Problem to work on »
A complete, word-for-word restatement of the entries is needed.

[Saved data entries]
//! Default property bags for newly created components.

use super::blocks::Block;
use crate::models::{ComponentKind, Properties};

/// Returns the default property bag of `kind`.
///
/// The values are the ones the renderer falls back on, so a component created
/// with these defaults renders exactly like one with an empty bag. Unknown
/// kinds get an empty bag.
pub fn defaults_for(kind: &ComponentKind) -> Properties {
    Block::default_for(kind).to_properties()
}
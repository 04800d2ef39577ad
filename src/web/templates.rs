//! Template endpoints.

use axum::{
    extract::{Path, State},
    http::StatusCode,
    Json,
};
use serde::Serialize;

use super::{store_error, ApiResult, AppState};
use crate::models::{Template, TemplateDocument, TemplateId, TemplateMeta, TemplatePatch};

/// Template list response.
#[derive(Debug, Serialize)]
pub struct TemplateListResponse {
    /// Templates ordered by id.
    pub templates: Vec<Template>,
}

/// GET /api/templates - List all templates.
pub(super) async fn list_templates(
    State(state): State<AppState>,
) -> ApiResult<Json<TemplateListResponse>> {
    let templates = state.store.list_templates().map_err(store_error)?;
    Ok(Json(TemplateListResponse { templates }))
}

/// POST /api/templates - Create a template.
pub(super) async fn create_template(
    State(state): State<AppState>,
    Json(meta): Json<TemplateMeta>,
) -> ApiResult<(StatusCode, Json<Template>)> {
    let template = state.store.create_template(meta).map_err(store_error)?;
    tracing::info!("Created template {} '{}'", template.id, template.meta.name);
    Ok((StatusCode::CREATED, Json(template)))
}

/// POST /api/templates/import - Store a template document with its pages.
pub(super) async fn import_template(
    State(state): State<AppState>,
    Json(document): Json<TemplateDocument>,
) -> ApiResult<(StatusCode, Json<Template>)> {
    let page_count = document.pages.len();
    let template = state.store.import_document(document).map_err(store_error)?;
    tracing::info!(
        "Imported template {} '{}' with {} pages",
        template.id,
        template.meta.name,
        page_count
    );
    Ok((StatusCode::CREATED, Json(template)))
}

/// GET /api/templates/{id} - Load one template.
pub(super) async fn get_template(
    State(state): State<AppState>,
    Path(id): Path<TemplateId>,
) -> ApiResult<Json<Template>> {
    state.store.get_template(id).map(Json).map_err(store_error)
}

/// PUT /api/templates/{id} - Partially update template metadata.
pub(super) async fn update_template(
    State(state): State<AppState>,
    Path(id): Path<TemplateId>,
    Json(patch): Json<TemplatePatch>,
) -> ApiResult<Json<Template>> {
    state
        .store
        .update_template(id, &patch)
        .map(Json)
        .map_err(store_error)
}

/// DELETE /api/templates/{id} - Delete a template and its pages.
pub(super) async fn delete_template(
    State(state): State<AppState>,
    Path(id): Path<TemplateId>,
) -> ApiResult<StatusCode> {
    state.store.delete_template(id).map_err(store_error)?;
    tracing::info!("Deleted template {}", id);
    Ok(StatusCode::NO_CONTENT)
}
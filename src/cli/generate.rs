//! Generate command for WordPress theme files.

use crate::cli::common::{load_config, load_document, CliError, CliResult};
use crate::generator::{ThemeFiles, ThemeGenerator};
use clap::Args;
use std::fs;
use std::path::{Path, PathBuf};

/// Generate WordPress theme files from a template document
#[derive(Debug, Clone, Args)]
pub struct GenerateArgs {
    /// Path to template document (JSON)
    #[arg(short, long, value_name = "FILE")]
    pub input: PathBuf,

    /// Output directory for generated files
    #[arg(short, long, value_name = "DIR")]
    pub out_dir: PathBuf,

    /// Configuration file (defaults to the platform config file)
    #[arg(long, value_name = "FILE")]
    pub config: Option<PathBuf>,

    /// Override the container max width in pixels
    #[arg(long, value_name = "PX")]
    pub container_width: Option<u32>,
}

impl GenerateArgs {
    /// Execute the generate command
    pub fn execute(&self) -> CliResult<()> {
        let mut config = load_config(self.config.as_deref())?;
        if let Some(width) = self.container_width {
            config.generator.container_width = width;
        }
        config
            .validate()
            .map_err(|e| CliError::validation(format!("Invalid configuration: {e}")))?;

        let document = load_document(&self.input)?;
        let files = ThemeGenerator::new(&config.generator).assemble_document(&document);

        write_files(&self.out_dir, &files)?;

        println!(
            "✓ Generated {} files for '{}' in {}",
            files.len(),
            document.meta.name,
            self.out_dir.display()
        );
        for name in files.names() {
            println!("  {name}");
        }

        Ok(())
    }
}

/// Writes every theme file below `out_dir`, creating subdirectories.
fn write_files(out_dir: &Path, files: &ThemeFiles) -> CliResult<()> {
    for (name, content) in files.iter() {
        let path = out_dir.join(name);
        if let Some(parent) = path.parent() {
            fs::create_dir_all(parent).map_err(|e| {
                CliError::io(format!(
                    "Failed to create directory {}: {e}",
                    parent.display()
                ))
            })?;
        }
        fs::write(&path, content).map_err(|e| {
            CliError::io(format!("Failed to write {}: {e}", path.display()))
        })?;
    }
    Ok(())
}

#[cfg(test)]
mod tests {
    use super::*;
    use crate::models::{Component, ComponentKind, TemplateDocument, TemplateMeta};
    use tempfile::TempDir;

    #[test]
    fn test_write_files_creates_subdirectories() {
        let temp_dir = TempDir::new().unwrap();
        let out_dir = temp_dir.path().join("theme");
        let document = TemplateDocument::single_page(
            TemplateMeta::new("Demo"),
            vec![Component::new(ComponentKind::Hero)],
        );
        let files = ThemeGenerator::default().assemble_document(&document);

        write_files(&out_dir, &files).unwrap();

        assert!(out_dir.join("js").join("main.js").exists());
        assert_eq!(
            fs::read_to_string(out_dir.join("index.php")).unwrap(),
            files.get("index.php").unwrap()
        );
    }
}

Solution to this problem »
//! Default property bags for newly created components.

use super::blocks::Block;
use crate::models::{ComponentKind, Properties};

/// Returns the default property bag of `kind`.
///
/// The values are the ones the renderer falls back on, so a component created
/// with these defaults renders exactly like one with an empty bag. Unknown
/// kinds get an empty bag.
pub fn defaults_for(kind: &ComponentKind) -> Properties {
    Block::default_for(kind).to_properties()
}
repository 04800d2ef39577ad
filename src/web/templates.rs
//! Template endpoints.

use axum::{
    extract::{Path, State},
    http::StatusCode,
    Json,
};
use serde::Serialize;

use super::{store_error, ApiResult, AppState};
use crate::models::{Template, TemplateDocument, TemplateId, TemplateMeta, TemplatePatch};

/// Template list response.
#[derive(Debug, Serialize)]
pub struct TemplateListResponse {
    /// Templates ordered by id.
    pub templates: Vec<Template>,
}

/// GET /api/templates - List all templates.
pub(super) async fn list_templates(
    State(state): State<AppState>,
) -> ApiResult<Json<TemplateListResponse>> {
    let templates = state.store.list_templates().map_err(store_error)?;
    Ok(Json(TemplateListResponse { templates }))
}

/// POST /api/templates - Create a template.
pub(super) async fn create_template(
    State(state): State<AppState>,
    Json(meta): Json<TemplateMeta>,
) -> ApiResult<(StatusCode, Json<Template>)> {
    let template = state.store.create_template(meta).map_err(store_error)?;
    tracing::info!("Created template {} '{}'", template.id, template.meta.name);
    Ok((StatusCode::CREATED, Json(template)))
}

/// POST /api/templates/import - Store a template document with its pages.
pub(super) async fn import_template(
    State(state): State<AppState>,
    Json(document): Json<TemplateDocument>,
) -> ApiResult<(StatusCode, Json<Template>)> {
    let page_count = document.pages.len();
    let template = state.store.import_document(document).map_err(store_error)?;
    tracing::info!(
        "Imported template {} '{}' with {} pages",
        template.id,
        template.meta.name,
        page_count
    );
    Ok((StatusCode::CREATED, Json(template)))
}

/// GET /api/templates/{id} - Load one template.
pub(super) async fn get_template(
    State(state): State<AppState>,
    Path(id): Path<TemplateId>,
) -> ApiResult<Json<Template>> {
    state.store.get_template(id).map(Json).map_err(store_error)
}

/// PUT /api/templates/{id} - Partially update template metadata.
pub(super) async fn update_template(
    State(state): State<AppState>,
    Path(id): Path<TemplateId>,
    Json(patch): Json<TemplatePatch>,
) -> ApiResult<Json<Template>> {
    state
        .store
        .update_template(id, &patch)
        .map(Json)
        .map_err(store_error)
}

/// DELETE /api/templates/{id} - Delete a template and its pages.
pub(super) async fn delete_template(
    State(state): State<AppState>,
    Path(id): Path<TemplateId>,
) -> ApiResult<StatusCode> {
    state.store.delete_template(id).map_err(store_error)?;
    tracing::info!("Deleted template {}", id);
    Ok(StatusCode::NO_CONTENT)
}
filename src/cli/generate.rs
//! Generate command for WordPress theme files.

use crate::cli::common::{load_config, load_document, CliError, CliResult};
use crate::generator::{ThemeFiles, ThemeGenerator};
use clap::Args;
use std::fs;
use std::path::{Path, PathBuf};

/// Generate WordPress theme files from a template document
#[derive(Debug, Clone, Args)]
pub struct GenerateArgs {
    /// Path to template document (JSON)
    #[arg(short, long, value_name = "FILE")]
    pub input: PathBuf,

    /// Output directory for generated files
    #[arg(short, long, value_name = "DIR")]
    pub out_dir: PathBuf,

    /// Configuration file (defaults to the platform config file)
    #[arg(long, value_name = "FILE")]
    pub config: Option<PathBuf>,

    /// Override the container max width in pixels
    #[arg(long, value_name = "PX")]
    pub container_width: Option<u32>,
}

impl GenerateArgs {
    /// Execute the generate command
    pub fn execute(&self) -> CliResult<()> {
        let mut config = load_config(self.config.as_deref())?;
        if let Some(width) = self.container_width {
            config.generator.container_width = width;
        }
        config
            .validate()
            .map_err(|e| CliError::validation(format!("Invalid configuration: {e}")))?;

        let document = load_document(&self.input)?;
        let files = ThemeGenerator::new(&config.generator).assemble_document(&document);

        write_files(&self.out_dir, &files)?;

        println!(
            "✓ Generated {} files for '{}' in {}",
            files.len(),
            document.meta.name,
            self.out_dir.display()
        );
        for name in files.names() {
            println!("  {name}");
        }

        Ok(())
    }
}

/// Writes every theme file below `out_dir`, creating subdirectories.
fn write_files(out_dir: &Path, files: &ThemeFiles) -> CliResult<()> {
    for (name, content) in files.iter() {
        let path = out_dir.join(name);
        if let Some(parent) = path.parent() {
            fs::create_dir_all(parent).map_err(|e| {
                CliError::io(format!(
                    "Failed to create directory {}: {e}",
                    parent.display()
                ))
            })?;
        }
        fs::write(&path, content).map_err(|e| {
            CliError::io(format!("Failed to write {}: {e}", path.display()))
        })?;
    }
    Ok(())
}

#[cfg(test)]
mod tests {
    use super::*;
    use crate::models::{Component, ComponentKind, TemplateDocument, TemplateMeta};
    use tempfile::TempDir;

    #[test]
    fn test_write_files_creates_subdirectories() {
        let temp_dir = TempDir::new().unwrap();
        let out_dir = temp_dir.path().join("theme");
        let document = TemplateDocument::single_page(
            TemplateMeta::new("Demo"),
            vec![Component::new(ComponentKind::Hero)],
        );
        let files = ThemeGenerator::default().assemble_document(&document);

        write_files(&out_dir, &files).unwrap();

        assert!(out_dir.join("js").join("main.js").exists());
        assert_eq!(
            fs::read_to_string(out_dir.join("index.php")).unwrap(),
            files.get("index.php").unwrap()
        );
    }
}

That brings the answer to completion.